> Exercise directions:
Write out the records again, exactly, leaving none out.

(Dataset records)
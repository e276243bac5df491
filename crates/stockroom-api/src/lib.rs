//! Stockroom API — HTTP surface for the catalog service.
//!
//! Product CRUD and checkout are served by a thin axum layer over the
//! catalog crate; every domain error is rendered as `{error, message}`.

use axum::Router;

pub mod config;
pub mod error;
pub mod routes;
pub mod state;
pub mod telemetry;

use state::AppState;

/// Builds the application router. `main.rs` adds the HTTP middleware.
pub fn app(state: AppState) -> Router {
    Router::new()
        .merge(routes::health::router())
        .nest("/products", routes::products::router())
        .merge(routes::checkout::router())
        .with_state(state)
}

> Response area:
repository e276243bac5df491
filename crates/stockroom-api/src/lib.rs
//! Stockroom API — HTTP surface for the catalog service.
//!
//! Product CRUD and checkout are served by a thin axum layer over the
//! catalog crate; every domain error is rendered as `{error, message}`.

use axum::Router;

pub mod config;
pub mod error;
pub mod routes;
pub mod state;
pub mod telemetry;

use state::AppState;

/// Builds the application router. `main.rs` adds the HTTP middleware.
pub fn app(state: AppState) -> Router {
    Router::new()
        .merge(routes::health::router())
        .nest("/products", routes::products::router())
        .merge(routes::checkout::router())
        .with_state(state)
}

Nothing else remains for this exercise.